_Directions_:
From the records below, set down exactly the lines starting with the line that contains "pub fn run(&mut" and going on through the line that contains "board. Runs the". Nothing else is wanted.

Stored data entries
· · · ·

//! The line-settlement cache: `(clue fingerprint, current line word) ->
//! settled line word`.
//!
//! Open-addressed, fixed size, replace-on-collision — no chaining. Each slot
//! stores the *full* `(hash_key, word)` pair rather than just the derived
//! probe index, so a hit only fires when both components match. That's
//! stronger than comparing the index alone and removes the false-positive
//! risk a narrower key would carry.

use crate::bitops::LineWord;

const DEFAULT_SLOTS: usize = 1 << 16;
const PROBE_LEN: usize = 4;

#[derive(Debug, Clone, Copy)]
struct Entry {
    hash_key: u64,
    word: LineWord,
    settled: LineWord,
}

#[derive(Debug)]
pub struct LineCache {
    slots: Vec<Option<Entry>>,
    mask: usize,
    hits: u64,
    misses: u64,
}

impl LineCache {
    pub fn new() -> Self {
        Self::with_slots(DEFAULT_SLOTS)
    }

    /// `slots` is rounded up to the next power of two.
    pub fn with_slots(slots: usize) -> Self {
        let size = slots.next_power_of_two().max(PROBE_LEN);
        LineCache {
            slots: vec![None; size],
            mask: size - 1,
            hits: 0,
            misses: 0,
        }
    }

    #[inline]
    fn probe_key(hash_key: u64, word: LineWord) -> u64 {
        hash_key ^ word
    }

    /// Looks up the settled word for `(hash_key, word)`. A miss may be a
    /// genuine first encounter or an eviction by a colliding key.
    pub fn get(&mut self, hash_key: u64, word: LineWord) -> Option<LineWord> {
        let base = (Self::probe_key(hash_key, word) as usize) & self.mask;
        for offset in 0..PROBE_LEN {
            let idx = (base + offset) & self.mask;
            if let Some(entry) = &self.slots[idx] {
                if entry.hash_key == hash_key && entry.word == word {
                    self.hits += 1;
                    return Some(entry.settled);
                }
            }
        }
        self.misses += 1;
        None
    }

    /// Inserts the settled word, overwriting the first probed slot (which
    /// may hold a different, now-evicted, entry).
    pub fn insert(&mut self, hash_key: u64, word: LineWord, settled: LineWord) {
        let base = (Self::probe_key(hash_key, word) as usize) & self.mask;
        self.slots[base] = Some(Entry {
            hash_key,
            word,
            settled,
        });
    }

    pub fn hits(&self) -> u64 {
        self.hits
    }

    pub fn misses(&self) -> u64 {
        self.misses
    }
}

impl Default for LineCache {
    fn default() -> Self {
        Self::new()
    }
}

#[cfg(test)]
mod tests {
    use super::*;

    #[test]
    fn insert_then_get_hits() {
        let mut c = LineCache::with_slots(64);
        c.insert(42, 0b1010, 0b1111);
        assert_eq!(c.get(42, 0b1010), Some(0b1111));
        assert_eq!(c.hits(), 1);
    }

    #[test]
    fn distinct_word_with_same_hash_key_misses() {
        let mut c = LineCache::with_slots(64);
        c.insert(42, 0b1010, 0b1111);
        assert_eq!(c.get(42, 0b0101), None);
    }

    #[test]
    fn probe_collision_does_not_return_wrong_entry() {
        let mut c = LineCache::with_slots(64);
        // Two different (hash_key, word) pairs that may probe into the
        // same bucket must never be confused for each other.
        c.insert(1, 100, 0b01);
        c.insert(1, 200, 0b10);
        assert_eq!(c.get(1, 100), Some(0b01));
        assert_eq!(c.get(1, 200), Some(0b10));
    }

    #[test]
    fn miss_on_empty_cache() {
        let mut c = LineCache::with_slots(64);
        assert_eq!(c.get(7, 7), None);
        assert_eq!(c.misses(), 1);
    }
}
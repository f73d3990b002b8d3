//! Explicit-stack, checkpointable DFS.
//!
//! [`crate::solver::backtracking::find_one`] recurses natively and is fine
//! for a single solve. This is the variant for batch processing: its whole
//! state is a flat `Vec` of frames that can be serialized to disk between
//! steps and picked back up by a later process, and a bound on how deep
//! that stack may grow.

use std::fs::File;
use std::io::{BufReader, BufWriter};
use std::path::Path;

use serde::{Deserialize, Serialize};

use crate::board::Board;
use crate::clue::Puzzle;
use crate::config::STACK_MAX_DEPTH;
use crate::engine::Engine;
use crate::error::CheckpointError;
use crate::solver::line::run_driver;
use crate::solver::probing::{propagate, ProbeOutcome, SquareToGo};
use crate::status::Status;

/// One level of the emulated call stack: which branch of this level's
/// stall, if any, is currently being explored.
#[derive(Debug, Clone, Default, Serialize, Deserialize)]
struct Frame {
    step: u8,
    branch: Option<SquareToGo>,
}

/// Search state for one puzzle, advanced one node at a time by [`step`] and
/// serializable between steps to a checkpoint file.
///
/// [`step`]: ResumableSearch::step
#[derive(Debug, Clone, Serialize, Deserialize)]
pub struct ResumableSearch {
    frames: Vec<Frame>,
    depth: i64,
    node_count: u64,
    board: Board,
}

impl ResumableSearch {
    pub fn new(n: usize) -> Self {
        ResumableSearch {
            frames: Vec::new(),
            depth: 0,
            node_count: 0,
            board: Board::new(n),
        }
    }

    pub fn node_count(&self) -> u64 {
        self.node_count
    }

    pub fn board(&self) -> &Board {
        &self.board
    }

    fn frame(&mut self, depth: usize) -> &mut Frame {
        while self.frames.len() <= depth {
            self.frames.push(Frame::default());
        }
        &mut self.frames[depth]
    }

    /// Runs one transition of the depth/step state machine: `step == 0`
    /// probes the current board, committing to its first branch on a
    /// stall; `step == 1` retries with the second branch; `step == 2`
    /// backtracks once both have been exhausted. `node_limit` is
    /// decremented on every `step == 0` transition and going negative
    /// yields [`Status::Timeout`] so the caller can checkpoint and stop.
    fn step(&mut self, puzzle: &Puzzle, engine: &mut Engine, node_limit: &mut i64) -> Status {
        if self.depth < 0 {
            return Status::Conflict;
        }
        if self.depth as usize >= STACK_MAX_DEPTH {
            warn!("resumable search hit its depth bound of {}", STACK_MAX_DEPTH);
            return Status::Conflict;
        }
        let depth = self.depth as usize;
        let current_step = self.frame(depth).step;

        match current_step {
            0 => {
                *node_limit -= 1;
                self.node_count += 1;
                match propagate(&mut self.board, puzzle, engine) {
                    ProbeOutcome::Solved => return Status::Solved,
                    ProbeOutcome::Conflict => {
                        self.frame(depth).step = 0;
                        self.depth -= 1;
                    }
                    ProbeOutcome::Stalled(branch) => {
                        self.board = branch.first_go;
                        let f = self.frame(depth);
                        f.step = 1;
                        f.branch = Some(branch);
                        self.depth += 1;
                    }
                }
                if *node_limit < 0 {
                    return Status::Timeout;
                }
            }
            1 => {
                let branch = self.frame(depth)
                    .branch
                    .clone()
                    .expect("step 1 is only reached after step 0 recorded a branch");
                self.board = branch.second_go;
                self.frame(depth).step = 2;
                self.depth += 1;
            }
            2 => {
                self.frame(depth).step = 0;
                self.depth -= 1;
            }
            _ => unreachable!("frame step is always 0, 1, or 2"),
        }

        if self.depth < 0 {
            Status::Conflict
        } else {
            Status::Unsolved
        }
    }

    /// Steps until a terminal status. `node_limit` bounds how many times
    /// the propagation layer may run before giving up with [`Status::Timeout`].
    pub fn run(&mut self, puzzle: &Puzzle, engine: &mut Engine, node_limit: i64) -> Status {
        let mut budget = node_limit;
        loop {
            let status = self.step(puzzle, engine, &mut budget);
            if status != Status::Unsolved {
                return status;
            }
        }
    }

    pub fn save(&self, path: &Path) -> Result<(), CheckpointError> {
        let file = File::create(path)?;
        bincode::serialize_into(BufWriter::new(file), self)?;
        Ok(())
    }

    pub fn load(path: &Path) -> Result<Option<Self>, CheckpointError> {
        match File::open(path) {
            Ok(file) => Ok(Some(bincode::deserialize_from(BufReader::new(file))?)),
            Err(e) if e.kind() == std::io::ErrorKind::NotFound => Ok(None),
            Err(e) => Err(e.into()),
        }
    }
}

/// Loads `checkpoint_path` if present, otherwise starts a fresh search
/// seeded by one line-solving pass over the whole board. Runs the
/// explicit-stack search up to `node_limit` nodes and, if it times out,
/// saves the state to `checkpoint_path` for a later call to resume.
/// Returns the resulting status alongside the board reached so far, so a
/// caller can score an unsolved puzzle's progress or render a solved one.
pub fn solve_resumable(
    checkpoint_path: &Path,
    puzzle: &Puzzle,
    engine: &mut Engine,
    node_limit: i64,
) -> Result<(Status, Board), CheckpointError> {
    let mut search = match ResumableSearch::load(checkpoint_path)? {
        Some(search) => search,
        None => {
            let mut fresh = ResumableSearch::new(puzzle.n());
            engine.queue.push_all(puzzle.n());
            match run_driver(&mut fresh.board, puzzle, engine) {
                Status::Solved => return Ok((Status::Solved, fresh.board)),
                Status::Conflict => return Ok((Status::Conflict, fresh.board)),
                Status::Unsolved => {}
                _ => unreachable!("run_driver only returns Solved, Conflict, or Unsolved"),
            }
            fresh
        }
    };

    let status = search.run(puzzle, engine, node_limit);
    if status == Status::Timeout {
        search.save(checkpoint_path)?;
    }
    Ok((status, search.board))
}

#[cfg(test)]
mod tests {
    use super::*;
    use crate::clue::Clue;

    fn engine_and_puzzle(n: usize, col: Vec<Vec<usize>>, row: Vec<Vec<usize>>) -> (Puzzle, Engine) {
        let col_clues = col.into_iter().map(Clue::new).collect();
        let row_clues = row.into_iter().map(Clue::new).collect();
        (Puzzle::new(col_clues, row_clues), Engine::new(n))
    }

    #[test]
    fn fresh_search_solves_a_fully_forced_board() {
        let (puzzle, mut engine) = engine_and_puzzle(5, vec![vec![5]; 5], vec![vec![5]; 5]);
        let dir = tempfile::tempdir().unwrap();
        let path = dir.path().join("solo.dat");
        let (status, board) = solve_resumable(&path, &puzzle, &mut engine, 100).unwrap();
        assert_eq!(status, Status::Solved);
        assert_eq!(board.determined(), 25);
        assert!(!path.exists());
    }

    #[test]
    fn timeout_checkpoints_and_a_later_call_resumes_to_a_solution() {
        // One mark per row and column, 4x4: no line overlap forces any cell
        // and no single-cell probe cascades to a full solve, so this
        // genuinely needs DFS branching rather than resolving in one step.
        let (puzzle, mut engine) =
            engine_and_puzzle(4, vec![vec![1]; 4], vec![vec![1]; 4]);
        let dir = tempfile::tempdir().unwrap();
        let path = dir.path().join("ambiguous.dat");

        let (status, _) = solve_resumable(&path, &puzzle, &mut engine, 0).unwrap();
        assert_eq!(status, Status::Timeout);
        assert!(path.exists());

        let (status, board) = solve_resumable(&path, &puzzle, &mut engine, 1000).unwrap();
        assert_eq!(status, Status::Solved);
        assert_eq!(board.determined(), 16);
    }

    #[test]
    fn unsolvable_board_backtracks_to_conflict() {
        let (puzzle, mut engine) = engine_and_puzzle(2, vec![vec![2], vec![]], vec![vec![], vec![2]]);
        let dir = tempfile::tempdir().unwrap();
        let path = dir.path().join("impossible.dat");
        let (status, _) = solve_resumable(&path, &puzzle, &mut engine, 100).unwrap();
        assert_eq!(status, Status::Conflict);
    }
}
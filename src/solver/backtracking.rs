//! Depth-first branch-and-bound search over whatever the probing layer
//! leaves ambiguous: [`find_one`] for "does this puzzle have a solution",
//! [`verify`] for "does it have exactly one".

use crate::board::Board;
use crate::clue::Puzzle;
use crate::engine::Engine;
use crate::solver::probing::{propagate, propagate_verify, ProbeOutcome, VerifyOutcome};
use crate::solver::line::run_driver;
use crate::status::Status;

/// Finds any one solution. Native recursion is safe here: depth is bounded
/// by `2 * n^2` branch points, 1250 frames at `n = 25`, well inside the
/// default stack. [`crate::solver::resumable::ResumableSearch`] is the
/// explicit-stack variant for callers that need a hard bound instead.
pub fn find_one(board: &mut Board, puzzle: &Puzzle, engine: &mut Engine, node_count: &mut u64) -> Status {
    *node_count += 1;
    match propagate(board, puzzle, engine) {
        ProbeOutcome::Solved => {
            info!("search found a solution after {} nodes", node_count);
            Status::Solved
        }
        ProbeOutcome::Conflict => Status::Conflict,
        ProbeOutcome::Stalled(branch) => {
            *board = branch.first_go;
            if find_one(board, puzzle, engine, node_count) == Status::Solved {
                return Status::Solved;
            }
            *board = branch.second_go;
            find_one(board, puzzle, engine, node_count)
        }
    }
}

/// Runs the line solver once, then [`find_one`] if that alone didn't
/// decide the puzzle. Returns the final status and the node count spent.
pub fn search_one_solution(board: &mut Board, puzzle: &Puzzle, engine: &mut Engine) -> (Status, u64) {
    engine.queue.push_all(board.n());
    let mut node_count = 0u64;
    let status = match run_driver(board, puzzle, engine) {
        Status::Solved => Status::Solved,
        Status::Conflict => Status::Conflict,
        Status::Unsolved => find_one(board, puzzle, engine, &mut node_count),
    };
    (status, node_count)
}

/// The two-solution counterpart of [`find_one`]: keeps searching past the
/// first solution, comparing every subsequent one against it, and returns
/// `ManySolution` the moment two differ.
pub fn verify(
    board: &mut Board,
    puzzle: &Puzzle,
    engine: &mut Engine,
    recorded: &mut Option<Board>,
    node_count: &mut u64,
) -> Status {
    *node_count += 1;
    match propagate_verify(board, puzzle, engine, recorded) {
        VerifyOutcome::Solved => Status::Solved,
        VerifyOutcome::Conflict => Status::Conflict,
        VerifyOutcome::ManySolution => {
            warn!("puzzle has multiple solutions");
            Status::ManySolution
        }
        VerifyOutcome::Stalled(branch) => {
            *board = branch.first_go;
            let r1 = verify(board, puzzle, engine, recorded, node_count);
            if r1 == Status::ManySolution {
                return Status::ManySolution;
            }
            *board = branch.second_go;
            let r2 = verify(board, puzzle, engine, recorded, node_count);
            if r2 == Status::ManySolution {
                return Status::ManySolution;
            }
            if r1 == Status::Conflict && r2 == Status::Conflict {
                Status::Conflict
            } else if r1 == Status::Solved && r2 == Status::Solved {
                Status::ManySolution
            } else {
                Status::Solved
            }
        }
    }
}

/// Runs the line solver once, then [`verify`] if that alone didn't decide
/// uniqueness. Returns the final status and the node count spent.
pub fn search_two_solutions(board: &mut Board, puzzle: &Puzzle, engine: &mut Engine) -> (Status, u64) {
    engine.queue.push_all(board.n());
    let mut node_count = 0u64;
    let status = match run_driver(board, puzzle, engine) {
        Status::Solved => Status::Solved,
        Status::Conflict => Status::Conflict,
        Status::Unsolved => {
            let mut recorded = None;
            verify(board, puzzle, engine, &mut recorded, &mut node_count)
        }
    };
    (status, node_count)
}

#[cfg(test)]
mod tests {
    use super::*;
    use crate::clue::Clue;

    fn engine_and_puzzle(n: usize, col: Vec<Vec<usize>>, row: Vec<Vec<usize>>) -> (Board, Puzzle, Engine) {
        let col_clues = col.into_iter().map(Clue::new).collect();
        let row_clues = row.into_iter().map(Clue::new).collect();
        (Board::new(n), Puzzle::new(col_clues, row_clues), Engine::new(n))
    }

    #[test]
    fn all_empty_clues_solve_in_one_pass() {
        let (mut board, puzzle, mut engine) = engine_and_puzzle(5, vec![vec![]; 5], vec![vec![]; 5]);
        let (status, nodes) = search_one_solution(&mut board, &puzzle, &mut engine);
        assert_eq!(status, Status::Solved);
        assert_eq!(nodes, 0);
        assert_eq!(board.determined(), 25);
    }

    #[test]
    fn full_board_solves_in_one_pass() {
        let (mut board, puzzle, mut engine) =
            engine_and_puzzle(5, vec![vec![5]; 5], vec![vec![5]; 5]);
        let (status, _) = search_one_solution(&mut board, &puzzle, &mut engine);
        assert_eq!(status, Status::Solved);
        for i in 0..5 {
            for j in 0..5 {
                assert_eq!(board.get(i, j), crate::board::BLACK);
            }
        }
    }

    #[test]
    fn unsolvable_two_by_two_is_conflict() {
        let (mut board, puzzle, mut engine) = engine_and_puzzle(
            2,
            vec![vec![2], vec![]],
            vec![vec![], vec![2]],
        );
        let (status, _) = search_one_solution(&mut board, &puzzle, &mut engine);
        assert_eq!(status, Status::Conflict);
    }

    #[test]
    fn ambiguous_two_by_two_has_many_solutions() {
        let (mut board, puzzle, mut engine) =
            engine_and_puzzle(2, vec![vec![1], vec![1]], vec![vec![1], vec![1]]);
        let (status, _) = search_two_solutions(&mut board, &puzzle, &mut engine);
        assert_eq!(status, Status::ManySolution);
    }

    #[test]
    fn unique_solution_is_reported_solved() {
        let (mut board, puzzle, mut engine) =
            engine_and_puzzle(5, vec![vec![5]; 5], vec![vec![5]; 5]);
        let (status, _) = search_two_solutions(&mut board, &puzzle, &mut engine);
        assert_eq!(status, Status::Solved);
    }
}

· · · ·

_Written response_:
    pub fn run(&mut self, puzzle: &Puzzle, engine: &mut Engine, node_limit: i64) -> Status {
        let mut budget = node_limit;
        loop {
            let status = self.step(puzzle, engine, &mut budget);
            if status != Status::Unsolved {
                return status;
            }
        }
    }

    pub fn save(&self, path: &Path) -> Result<(), CheckpointError> {
        let file = File::create(path)?;
        bincode::serialize_into(BufWriter::new(file), self)?;
        Ok(())
    }

    pub fn load(path: &Path) -> Result<Option<Self>, CheckpointError> {
        match File::open(path) {
            Ok(file) => Ok(Some(bincode::deserialize_from(BufReader::new(file))?)),
            Err(e) if e.kind() == std::io::ErrorKind::NotFound => Ok(None),
            Err(e) => Err(e.into()),
        }
    }
}

/// Loads `checkpoint_path` if present, otherwise starts a fresh search
/// seeded by one line-solving pass over the whole board. Runs the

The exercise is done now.